9 Juillet 2008
félicitations.... encore ;-)
Bravo Franck
Tonin
Lundi dernier, je suis parti chasser à Saint Maurice, en forêt domaniale de LAMOTTE BEUVRON.
Attendant les 20h00 pétantes (consigne de l’ONF durant les compétitions équestres), je discutais quelques instants à la barrière donnant accès à la forêt avec un des techniciens de l’ONF.
Il faisait mauvais (vent et averses) et la luminosité était faible. J’avais décidé de grimper dans un arbre près d’un endroit où j’avais fait déguerpir un brocard à plusieurs reprises certains matins. Ma logique était de faire un affût au même endroit car là où j’avais réveillé en sursaut cet animal certains matins, il y avait peut-être des chances de le surprendre le soir au moment pour lui de regagner sa couche.
30 minutes après mon installation dans cet arbre, j’entends casser du bois à ma droite et je vois débouler tranquillement un gros sanglier mâle que j’estime à 90 kgs. Il marche tranquillement et vermille lentement à environ 50 mètres de moi. Je descends de mon arbre et tente en vain une approche. Je casse deux branches et fais s’éloigner la bête. Je me perche alors sur un autre arbre situé sur la même coulée.
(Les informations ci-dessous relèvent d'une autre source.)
use crate::{Field, Subfield};
use std::ops::RangeInclusive;

pub struct FieldQuery {
    pub field_filter: Box<dyn Fn(&&Field) -> bool>,
}

impl From<RangeInclusive<i64>> for FieldQuery {
    fn from(range: RangeInclusive<i64>) -> Self {
        FieldQuery {
            field_filter: Box::new(move |f: &&Field| match f.tag().parse::<i64>() {
                Ok(tag_number) => range.contains(&tag_number),
                Err(_) => false,
            }),
        }
    }
}

impl From<&str> for FieldQuery {
    fn from(spec_input: &str) -> Self {
        let specs: Vec<String> = spec_input.split(':').map(str::to_owned).collect();
        FieldQuery {
            field_filter: Box::new(move |f: &&Field| specs.iter().any(|spec| f.matches_spec(spec))),
        }
    }
}

/// Mutable variant of [`FieldQuery`]
pub struct FieldQueryMut {
    pub field_filter: Box<dyn FnMut(&&mut Field) -> bool>,
}

impl From<RangeInclusive<i64>> for FieldQueryMut {
    fn from(range: RangeInclusive<i64>) -> Self {
        FieldQueryMut {
            field_filter: Box::new(move |f: &&mut Field| match f.tag().parse::<i64>() {
                Ok(tag_number) => range.contains(&tag_number),
                Err(_) => false,
            }),
        }
    }
}

impl From<&str> for FieldQueryMut {
    fn from(spec_input: &str) -> Self {
        let specs: Vec<String> = spec_input.split(':').map(str::to_owned).collect();
        FieldQueryMut {
            field_filter: Box::new(move |f: &&mut Field| {
                specs.iter().any(|spec| f.matches_spec(spec))
            }),
        }
    }
}

#[derive(Clone, Debug)]
pub struct ComplexSpecification {
    tag: String,
    ind1: Option<char>,
    ind2: Option<char>,
    subfields: Vec<char>,
}

impl ComplexSpecification {
    pub fn subfield_filter(&self) -> impl Fn(&Subfield, &Field) -> bool + use<'_> {
        |subfield: &Subfield, field: &Field| match subfield.code().chars().next() {
            Some(first_char) => self.subfields.contains(&first_char) && self.matches_field(field),
            None => false,
        }
    }

    pub fn matches_field(&self, field: &Field) -> bool {
        field.matches_spec(&self.tag) && self.ind1_matches(field) && self.ind2_matches(field)
    }

    fn ind1_matches(&self, field: &Field) -> bool {
        match self.ind1 {
            Some(i) => {
                i == '*' // * is a wildcard that matches anything
                    || field.ind1() == i.to_string()
                    || field.ind1().trim().is_empty() && i == '_' // _ can represent an empty indicator
            }
            None => true,
        }
    }

    fn ind2_matches(&self, field: &Field) -> bool {
        match self.ind2 {
            Some(i) => {
                i == '*'
                    || field.ind2() == i.to_string()
                    || field.ind1().trim().is_empty() && i == '_'
            }
            None => true,
        }
    }

    fn parse_indicators_and_subfields(
        remainder: &mut impl Iterator<Item = char>,
    ) -> (Option<char>, Option<char>, Vec<char>) {
        // if first character is '(', that means that
        // there are indicators specified within the
        // parens
        let first = remainder.next();
        let ind1 = match first {
            Some('(') => remainder.next(),
            _ => None,
        };
        let ind2 = match first {
            Some('(') => remainder.next(),
            _ => None,
        };
        if first == Some('(') {
            remainder.next(); // Consume the closing paren
        }
        let subfields: Vec<char> = match first {
            Some('(') => remainder.collect(),
            _ => first.into_iter().chain(remainder).collect(),
        };

        (ind1, ind2, subfields)
    }
}

impl From<&str> for ComplexSpecification {
    fn from(raw_spec: &str) -> ComplexSpecification {
        let mut rest = raw_spec.chars();
        let tag = rest.by_ref().take(3).collect::<String>();
        let (ind1, ind2, subfields) = Self::parse_indicators_and_subfields(&mut rest);
        ComplexSpecification {
            tag,
            ind1,
            ind2,
            subfields,
        }
    }
}

#[cfg(test)]
mod tests {
    use super::*;
    use crate::Record;

    #[test]
    fn test_can_filter_by_inclusive_range() {
        let query = FieldQuery::from(600..=699);

        let record = Record::from_breaker(
            r#"=600 10$aZhang, Heng, $d 78-139 $v Juvenile literature.
=650 \0$aEarthquakes $v Juvenile literature.
=955 \0$a1234"#,
        )
        .unwrap();
        let filter = query.field_filter;
        let mut filtered = record.fields().iter().filter(filter);
        assert_eq!(filtered.next().unwrap().tag(), "600");
        assert_eq!(filtered.next().unwrap().tag(), "650");
        assert!(filtered.next().is_none());
    }

    #[test]
    fn test_can_filter_by_string_slice() {
        let query = FieldQuery::from("x50");

        let record = Record::from_breaker(
            r#"=150 \\$aLion
=450 \\$aPanthera leo
=550 \\$wg$aPanthera
=953 \\$axx00$bec11"#,
        )
        .unwrap();
        let filter = query.field_filter;
        let mut filtered = record.fields().iter().filter(filter);
        assert_eq!(filtered.next().unwrap().tag(), "150");
        assert_eq!(filtered.next().unwrap().tag(), "450");
        assert_eq!(filtered.next().unwrap().tag(), "550");
        assert!(filtered.next().is_none());
    }

    #[test]
    fn test_can_filter_by_string_slice_with_multiple_specs() {
        let query = FieldQuery::from("600:9XX");

        let record = Record::from_breaker(
            r#"=600 10$aZhang, Heng, $d 78-139 $v Juvenile literature.
=650 \0$aEarthquakes $v Juvenile literature.
=955 \0$a1234"#,
        )
        .unwrap();
        let filter = query.field_filter;
        let mut filtered = record.fields().iter().filter(filter);
        assert_eq!(filtered.next().unwrap().tag(), "600");
        assert_eq!(filtered.next().unwrap().tag(), "955");
        assert!(filtered.next().is_none());
    }

    #[test]
    fn test_if_filter_ignores_junk_and_non_numeric_tags() {
        let query = FieldQuery::from("6XX:ABC$DEF");

        // Some records have funky tags.
        let record =
            Record::from_breaker(r#"=ABC \0$aEarthquakes $v Juvenile literature."#).unwrap();
        let filter = query.field_filter;
        let mut filtered = record.fields().iter().filter(filter);
        assert!(filtered.next().is_none());
    }

    #[test]
    fn test_can_create_complex_spec() {
        let spec = ComplexSpecification::from("245a");
        assert_eq!(spec.tag, "245");
        assert_eq!(spec.ind1, None);
        assert_eq!(spec.ind2, None);
        assert_eq!(spec.subfields, vec!['a']);

        let indicator_spec = ComplexSpecification::from("6xx(01)av");
        assert_eq!(indicator_spec.tag, "6xx");
        assert_eq!(indicator_spec.ind1, Some('0'));
        assert_eq!(indicator_spec.ind2, Some('1'));
        assert_eq!(indicator_spec.subfields, vec!['a', 'v']);
    }

    #[test]
    fn test_can_create_subfield_filter() {
        let mut field = Field::new("245").unwrap();
        let _ = field.add_subfield("a", "My title");
        let _ = field.add_subfield("b", "My subtitle");

        let spec = ComplexSpecification::from("245a");
        let mut filtered = field
            .subfields()
            .iter()
            .filter(|sf| spec.subfield_filter()(&sf, &field));
        assert_eq!(filtered.next().unwrap().code(), "a");
        assert_eq!(filtered.next(), None);
    }

    #[test]
    fn test_can_match_fields_to_complex_specifications() {
        let mut field = Field::new("245").unwrap();
        let _ = field.set_ind1("1");
        let _ = field.set_ind2("4");

        assert!(ComplexSpecification::from("245a").matches_field(&field));
        assert!(ComplexSpecification::from("2xxa").matches_field(&field));
        assert!(ComplexSpecification::from("245(14)a").matches_field(&field));
        assert!(ComplexSpecification::from("245(1*)a").matches_field(&field));
        assert!(!ComplexSpecification::from("245(00)a").matches_field(&field));
        assert!(!ComplexSpecification::from("650(14)").matches_field(&field));
    }
}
30 minutes plus tard, un autre sanglier mais plus petit celui-là, descend une autre coulée qui contourne d’une dizaine de mètres l’arbre sur lequel je suis perché. J’arme mon arc à poulie avant qu’il n’entre dans ma fenêtre de tir, cale ma visée sur le défaut de son épaule et le suis. Ma fenêtre de tir mesure 12 mètres environ et j’attends qu’il s’y arrête. Il se bloque littéralement au moment où le vent mène mes effluves à ses narines. Il lève le groin comme pour mieux me sentir et lève même sa patte gauche (je suis à 4,5 mètres du sol). Son flan gauche se découvre et je prends une autre visée plus basse. Je vise la zone où se situe son cœur. A peine ai-je changé ma visée que la flèche part. A ma grande surprise, elle ne transperce pas l’animal et dépasse de moitié. L’animal part au galop et tape la flèche sur chaque baliveau croisé. Il continue sur la même coulée et là, au lieu de s’engouffrer dans les gros ronciers de l’autre côté de l’allée sur laquelle il vient de déboucher, il remonte l’allée au grand galop. Je m’efforce de ne pas le quitter des yeux et de bien écouter tout bruit suspect. Je me contorsionne sur ma branche pour observer son galop. Il s’arrête au bout de 25 mètres et rentre doucement dans la même parcelle d’où il venait. Il vient rendre son dernier soupir à 30 mètres de moi mais caché par quelques branchages. J’attends quelques minutes afin de me calmer. Là le doute m’assaille : peut-on courir si vite avec une flèche dans le cœur. Je commence à douter : et si la flèche s’était fichée dans la patte ou l’épaule. L’animal, puisqu’il m’a repéré, m’attend peut-être. C’est vrai qu’il s’est s’arrêté là où le vent porte mes effluves. Je descends doucement de l’arbre. J’emprunte le même itinéraire que l’animal et fait une boucle comme lui. J’ai l’impression de ne pas trouver une seule goutte de sang. Mais je ne regarde que dans la direction où l’animal s’est arrêté. J’aperçois alors à l’endroit indiqué la patte poilue d’un gros animal étendu. J’avance encore un peu et croise le regard sans vie de ce sanglier.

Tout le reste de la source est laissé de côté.